Vous pourriez […] me dire de quels conférenciers il serait possible de faire coïncider le voyage avec les représentations ou concerts en question ; quels seraient les compositeurs que l’on devrait s’efforcer d’envoyer en Italie pour répondre à la curiosité ou à l’intérêt du public ; quels artistes y auraient particulièrement chance de succès, tant dans le domaine théâtral que dans le domaine musical, également, si quelques expositions de peinture ou d’art français offriraient un élément suffisant pour que nous envisagions la possibilité de les organiser (Cortot 1916b).

Rapidement Prunières est en relation avec le Comte de San Martino, directeur de l’Accademia Santa Cecilia. Ce dernier soutient le développement de la musique moderne en Italie et fait de l’Académie le bastion du renouveau musical italien. Giovanni Sgambati, pionnier de ce renouveau, y enseigne le piano jusqu’à sa mort en 1915. Alfredo Casella prend alors le poste de Sgambati et crée la « Società Italiana di Musica Moderna » dont les concerts ont lieu à l’Académie. Prunières, appuyé par Casella, met sur pied un comité italien présidé par le Comte de San Martino pour la diffusion de la musique française. Prunières et Cortot obtiennent au même moment la participation de l’Opéra-Comique qui se déplacera en Italie au début de 1917.

Prunières envisageait probablement moins son action parallèle à ses activités de fonctionnaire comme de la propagande que comme une occasion unique d’une part, de diffuser de la musique française à l’étranger et, d’autre part, de créer des liens artistiques qui permettraient, dans l’avenir, la mise en place d’un réseau international d’échange des œuvres musicales et des artistes.
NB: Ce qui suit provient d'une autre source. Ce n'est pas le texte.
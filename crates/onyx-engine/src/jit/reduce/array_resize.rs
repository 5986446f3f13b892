//! Array resize builtins (push/pop/shift) and the array classifiers
//!
//! Resizing is only legal under the resizability witness: fast elements, an
//! extensible non-dictionary receiver on the initial Array prototype, a
//! writable length, and the intact no-elements protector. pop and shift take
//! the empty-receiver path (return undefined, no mutation) before the general
//! resize path; removed slots become holes in the backing store and are
//! canonicalized to undefined only at the returned value.

use super::{CallReducer, ReduceError, Reduction, SearchVariant};
use crate::jit::deps::ProtectorCell;
use crate::jit::feedback::{ElementsKind, InstanceType, PrototypeRef, ShapeId};
use crate::jit::ir::builder::GraphAssembler;
use crate::jit::ir::graph::NodeId;
use crate::jit::ir::op::{
    BranchHint, CallParameters, FieldAccess, GrowMode, NumberUnop, Opcode, StubCall,
};

/// Largest receiver shift moves inline; longer receivers go through the
/// generic implementation.
const MAX_INLINE_SHIFT_ELEMENTS: f64 = 100.0;

/// Union policy for the observed shape set
#[derive(Clone, Copy, PartialEq)]
enum KindUnion {
    UptoPackedness,
    UptoSize,
}

struct ResizeInfo {
    receiver: NodeId,
    shapes: Vec<ShapeId>,
    kind: ElementsKind,
    reliable: bool,
    effect: NodeId,
    control: NodeId,
}
impl Opcode {
    /// Whether this operator never appears on the effect chain
    pub fn is_pure(&self) -> bool {
        matches!(
            self,
            Opcode::Parameter(_)
                | Opcode::Constant(_)
                | Opcode::Phi
                | Opcode::Select(_)
                | Opcode::NumberUnary(_)
                | Opcode::NumberBinary(_)
                | Opcode::NumberEqual
                | Opcode::NumberLessThan
                | Opcode::NumberLessThanOrEqual
                | Opcode::ReferenceEqual
                | Opcode::SameValue
                | Opcode::ObjectIs(_)
                | Opcode::ToBoolean
                | Opcode::ConvertHoleToUndefined
                | Opcode::StringLength
                | Opcode::StringIndexOf
                | Opcode::StringFromSingleCharCode
                | Opcode::FrameState(_)
        )
    }

    /// Whether this is one of the call/construct operators this pass reduces
    pub fn is_reducible_call(&self) -> bool {
        matches!(
            self,
            Opcode::Call(_)
                | Opcode::Construct(_)
                | Opcode::CallWithArrayLike(_)
                | Opcode::CallWithSpread(_)
                | Opcode::ConstructWithArrayLike(_)
                | Opcode::ConstructWithSpread(_)
        )
    }

    /// Whether this operator may transfer to the exception edge
    pub fn can_throw(&self) -> bool {
        matches!(
            self,
            Opcode::Call(_)
                | Opcode::Construct(_)
                | Opcode::CallWithArrayLike(_)
                | Opcode::CallWithSpread(_)
                | Opcode::ConstructWithArrayLike(_)
                | Opcode::ConstructWithSpread(_)
                | Opcode::CallRuntime(_)
                | Opcode::CallStub(_)
                | Opcode::HasProperty
                | Opcode::OrdinaryHasInstance
                | Opcode::GetPrototypeOf
        )
    }

    /// Short operator name for graph dumps
    pub fn mnemonic(&self) -> &'static str {
        match self {
            Opcode::Start => "start",
            Opcode::End => "end",
            Opcode::Parameter(_) => "parameter",
            Opcode::Constant(_) => "constant",
            Opcode::Branch(_) => "branch",
            Opcode::IfTrue => "if_true",
            Opcode::IfFalse => "if_false",
            Opcode::IfSuccess => "if_success",
            Opcode::IfException => "if_exception",
            Opcode::Merge => "merge",
            Opcode::Loop => "loop",
            Opcode::Terminate => "terminate",
            Opcode::Return => "return",
            Opcode::Throw => "throw",
            Opcode::Deoptimize { .. } => "deoptimize",
            Opcode::Dead => "dead",
            Opcode::Phi => "phi",
            Opcode::EffectPhi => "effect_phi",
            Opcode::Select(_) => "select",
            Opcode::TypeGuard(_) => "type_guard",
            Opcode::Checkpoint => "checkpoint",
            Opcode::FrameState(_) => "frame_state",
            Opcode::Call(_) => "call",
            Opcode::Construct(_) => "construct",
            Opcode::CallWithArrayLike(_) => "call_with_array_like",
            Opcode::CallWithSpread(_) => "call_with_spread",
            Opcode::ConstructWithArrayLike(_) => "construct_with_array_like",
            Opcode::ConstructWithSpread(_) => "construct_with_spread",
            Opcode::CallRuntime(_) => "call_runtime",
            Opcode::CallStub(_) => "call_stub",
            Opcode::CreateClosure(_) => "create_closure",
            Opcode::CreateBoundFunction { .. } => "create_bound_function",
            Opcode::CreateArguments(_) => "create_arguments",
            Opcode::NewArray(_) => "new_array",
            Opcode::CreateObject => "create_object",
            Opcode::NewStringIterator => "new_string_iterator",
            Opcode::CheckIf { .. } => "check_if",
            Opcode::CheckShapes { .. } => "check_shapes",
            Opcode::CheckString(_) => "check_string",
            Opcode::CheckSmi(_) => "check_smi",
            Opcode::CheckNumber(_) => "check_number",
            Opcode::CheckBounds(_) => "check_bounds",
            Opcode::SpeculativeToNumber { .. } => "speculative_to_number",
            Opcode::NumberUnary(_) => "number_unary",
            Opcode::NumberBinary(_) => "number_binary",
            Opcode::NumberEqual => "number_equal",
            Opcode::NumberLessThan => "number_less_than",
            Opcode::NumberLessThanOrEqual => "number_less_than_or_equal",
            Opcode::ReferenceEqual => "reference_equal",
            Opcode::SameValue => "same_value",
            Opcode::ObjectIs(_) => "object_is",
            Opcode::ToBoolean => "to_boolean",
            Opcode::ConvertHoleToUndefined => "convert_hole_to_undefined",
            Opcode::StringLength => "string_length",
            Opcode::StringSubstring => "string_substring",
            Opcode::StringIndexOf => "string_index_of",
            Opcode::StringCharAt => "string_char_at",
            Opcode::StringCharCodeAt => "string_char_code_at",
            Opcode::StringCodePointAt => "string_code_point_at",
            Opcode::StringConcat => "string_concat",
            Opcode::StringFromSingleCharCode => "string_from_single_char_code",
            Opcode::StringToLowerCase => "string_to_lower_case",
            Opcode::StringToUpperCase => "string_to_upper_case",
            Opcode::LoadField(_) => "load_field",
            Opcode::StoreField(_) => "store_field",
            Opcode::LoadElement(_) => "load_element",
            Opcode::StoreElement(_) => "store_element",
            Opcode::MaybeGrowFastElements { .. } => "maybe_grow_fast_elements",
            Opcode::EnsureWritableFastElements => "ensure_writable_fast_elements",
            Opcode::ForInNext(_) => "for_in_next",
            Opcode::GetPrototypeOf => "get_prototype_of",
            Opcode::HasProperty => "has_property",
            Opcode::HasInPrototypeChain => "has_in_prototype_chain",
            Opcode::OrdinaryHasInstance => "ordinary_has_instance",
        }
    }
}

#[cfg(test)]
mod tests {
    use super::*;

    #[test]
    fn test_round_goes_toward_positive_infinity_on_ties() {
        assert_eq!(NumberUnop::Round.eval(0.5), 1.0);
        assert_eq!(NumberUnop::Round.eval(-0.5), 0.0);
        assert_eq!(NumberUnop::Round.eval(2.5), 3.0);
        assert!(NumberUnop::Round.eval(f64::NAN).is_nan());
    }

    #[test]
    fn test_min_max_propagate_nan() {
        assert!(NumberBinop::Min.eval(1.0, f64::NAN).is_nan());
        assert!(NumberBinop::Max.eval(f64::NAN, 2.0).is_nan());
        assert_eq!(NumberBinop::Max.eval(1.0, 3.0), 3.0);
    }

    #[test]
    fn test_imul_wraps_through_uint32() {
        assert_eq!(NumberBinop::Imul.eval(3.0, 4.0), 12.0);
        assert_eq!(NumberBinop::Imul.eval(-5.0, 12.0), -60.0);
        // 2^31 * 2 wraps to 0 in 32-bit arithmetic.
        assert_eq!(NumberBinop::Imul.eval(2147483648.0, 2.0), 0.0);
    }

    #[test]
    fn test_clz32_of_zero_is_32() {
        assert_eq!(NumberUnop::Clz32.eval(0.0), 32.0);
        assert_eq!(NumberUnop::Clz32.eval(1.0), 31.0);
        assert_eq!(NumberUnop::Clz32.eval(f64::NAN), 32.0);
    }

    #[test]
    fn test_sign_keeps_nan_and_zero() {
        assert!(NumberUnop::Sign.eval(f64::NAN).is_nan());
        assert_eq!(NumberUnop::Sign.eval(0.0), 0.0);
        assert_eq!(NumberUnop::Sign.eval(-7.0), -1.0);
    }

    #[test]
    fn test_operator_classification() {
        assert!(Opcode::NumberEqual.is_pure());
        assert!(!Opcode::Checkpoint.is_pure());
        assert!(Opcode::CallRuntime(RuntimeFn::ThrowTypeError(
            MessageTemplate::CalledNonCallable
        ))
        .can_throw());
        assert!(!Opcode::NumberEqual.can_throw());
        assert!(Opcode::CallWithSpread(CallParameters::synthetic(
            CallFrequency::unknown(),
            ConvertReceiverMode::Any
        ))
        .is_reducible_call());
    }

    #[test]
    fn test_constant_interning_semantics() {
        // NaN constants compare equal bit-for-bit, so they intern.
        assert_eq!(Constant::Number(f64::NAN), Constant::Number(f64::NAN));
        // Negative zero stays distinct from positive zero.
        assert_ne!(Constant::Number(0.0), Constant::Number(-0.0));
    }
}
En 1917, sa femme le rejoint à Rome. Ils emménagent au 19 Corso d’Italia, avec Alfredo Casella comme voisin de palier. La demeure des Prunières devient le lieu de rendez-vous des musiciens et des artistes de passage à Rome 10. C’est aussi à cette époque que le jeune musicologue fait part publiquement de son projet de revue musicale, comme semble le confirmer le critique musical italien Guido M. Gatti :

[La Revue musicale] naquit pendant une de ces soirées au cours desquelles il rassemblait dans sa maison du Corso d’Italia des musiciens, des peintres, des écrivains et des critiques musicaux […] Je m’entretins à plusieurs reprises, avec lui et Alfredo Casella, du sujet qui nous tenait à cœur : créer une revue pour appuyer le mouvement musical qui se développait dans tous les pays à ce moment et qui s’annonçait avec l’aspect précis d’un bouleversement fondamental (« Hommage à Henry Prunières » 1952-1953, p. 16).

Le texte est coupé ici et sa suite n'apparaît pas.